- PROBLEM TO SOLVE -
Show the lines below where "RecordTypeMapper" occurs.

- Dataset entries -
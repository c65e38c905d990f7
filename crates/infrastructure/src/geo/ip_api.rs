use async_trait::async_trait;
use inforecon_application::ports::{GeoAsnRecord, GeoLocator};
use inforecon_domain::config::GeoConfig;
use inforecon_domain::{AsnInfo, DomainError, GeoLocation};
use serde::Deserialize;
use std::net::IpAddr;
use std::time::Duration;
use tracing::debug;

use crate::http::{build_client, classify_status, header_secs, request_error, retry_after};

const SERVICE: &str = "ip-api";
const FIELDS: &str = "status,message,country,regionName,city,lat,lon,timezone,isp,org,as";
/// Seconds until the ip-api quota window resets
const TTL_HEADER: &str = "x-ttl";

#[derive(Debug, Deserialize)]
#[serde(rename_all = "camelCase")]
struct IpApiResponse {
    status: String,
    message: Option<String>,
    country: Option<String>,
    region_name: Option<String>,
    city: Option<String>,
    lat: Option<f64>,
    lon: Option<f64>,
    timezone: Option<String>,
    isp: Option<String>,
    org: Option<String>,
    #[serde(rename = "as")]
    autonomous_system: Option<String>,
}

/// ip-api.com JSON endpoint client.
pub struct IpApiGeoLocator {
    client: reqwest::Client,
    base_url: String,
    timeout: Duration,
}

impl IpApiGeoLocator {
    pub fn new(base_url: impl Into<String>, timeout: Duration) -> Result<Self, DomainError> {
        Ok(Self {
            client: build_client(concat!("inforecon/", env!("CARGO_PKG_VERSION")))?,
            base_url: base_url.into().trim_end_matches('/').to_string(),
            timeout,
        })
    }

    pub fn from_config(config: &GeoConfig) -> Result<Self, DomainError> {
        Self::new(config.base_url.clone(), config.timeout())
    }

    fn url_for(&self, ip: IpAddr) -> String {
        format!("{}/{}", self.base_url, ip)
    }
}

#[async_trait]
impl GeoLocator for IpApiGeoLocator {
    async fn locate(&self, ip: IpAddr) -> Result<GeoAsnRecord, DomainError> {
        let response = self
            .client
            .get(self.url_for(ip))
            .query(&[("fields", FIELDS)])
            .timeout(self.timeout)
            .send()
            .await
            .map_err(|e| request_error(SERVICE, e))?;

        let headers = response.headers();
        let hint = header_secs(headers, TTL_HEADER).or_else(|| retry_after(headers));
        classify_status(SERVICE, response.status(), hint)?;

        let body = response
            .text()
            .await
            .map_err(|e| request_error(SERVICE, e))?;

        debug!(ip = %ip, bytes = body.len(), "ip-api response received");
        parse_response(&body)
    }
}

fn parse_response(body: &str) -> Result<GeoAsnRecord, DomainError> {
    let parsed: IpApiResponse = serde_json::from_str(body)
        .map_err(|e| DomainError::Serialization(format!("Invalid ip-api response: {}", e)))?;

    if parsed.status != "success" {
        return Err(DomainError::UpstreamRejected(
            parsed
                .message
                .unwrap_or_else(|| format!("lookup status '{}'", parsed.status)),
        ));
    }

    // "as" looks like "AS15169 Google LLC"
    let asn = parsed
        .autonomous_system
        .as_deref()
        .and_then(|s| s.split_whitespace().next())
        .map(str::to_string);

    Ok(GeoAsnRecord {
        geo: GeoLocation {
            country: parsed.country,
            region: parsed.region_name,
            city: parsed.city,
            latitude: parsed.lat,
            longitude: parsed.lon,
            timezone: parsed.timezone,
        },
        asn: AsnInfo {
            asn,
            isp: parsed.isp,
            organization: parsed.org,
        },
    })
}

* * *

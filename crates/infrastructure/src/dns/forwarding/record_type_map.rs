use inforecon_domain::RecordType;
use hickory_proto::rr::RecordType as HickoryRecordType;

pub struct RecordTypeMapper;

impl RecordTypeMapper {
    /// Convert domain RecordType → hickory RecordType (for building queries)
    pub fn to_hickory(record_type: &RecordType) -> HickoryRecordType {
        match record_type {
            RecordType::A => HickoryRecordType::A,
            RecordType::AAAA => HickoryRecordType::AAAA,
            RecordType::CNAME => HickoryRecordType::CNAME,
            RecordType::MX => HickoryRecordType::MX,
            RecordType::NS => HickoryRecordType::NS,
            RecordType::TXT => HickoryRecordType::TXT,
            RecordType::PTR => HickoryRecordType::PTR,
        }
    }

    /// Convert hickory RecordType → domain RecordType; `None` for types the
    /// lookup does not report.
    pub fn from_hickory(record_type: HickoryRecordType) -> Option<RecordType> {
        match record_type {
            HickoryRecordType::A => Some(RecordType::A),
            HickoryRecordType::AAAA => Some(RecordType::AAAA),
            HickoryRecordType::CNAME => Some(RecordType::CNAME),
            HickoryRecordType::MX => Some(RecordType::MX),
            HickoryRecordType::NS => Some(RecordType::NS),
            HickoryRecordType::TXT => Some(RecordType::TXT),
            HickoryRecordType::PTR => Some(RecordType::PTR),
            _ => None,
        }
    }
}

- PROBLEM SOLUTION -
pub struct RecordTypeMapper;
impl RecordTypeMapper {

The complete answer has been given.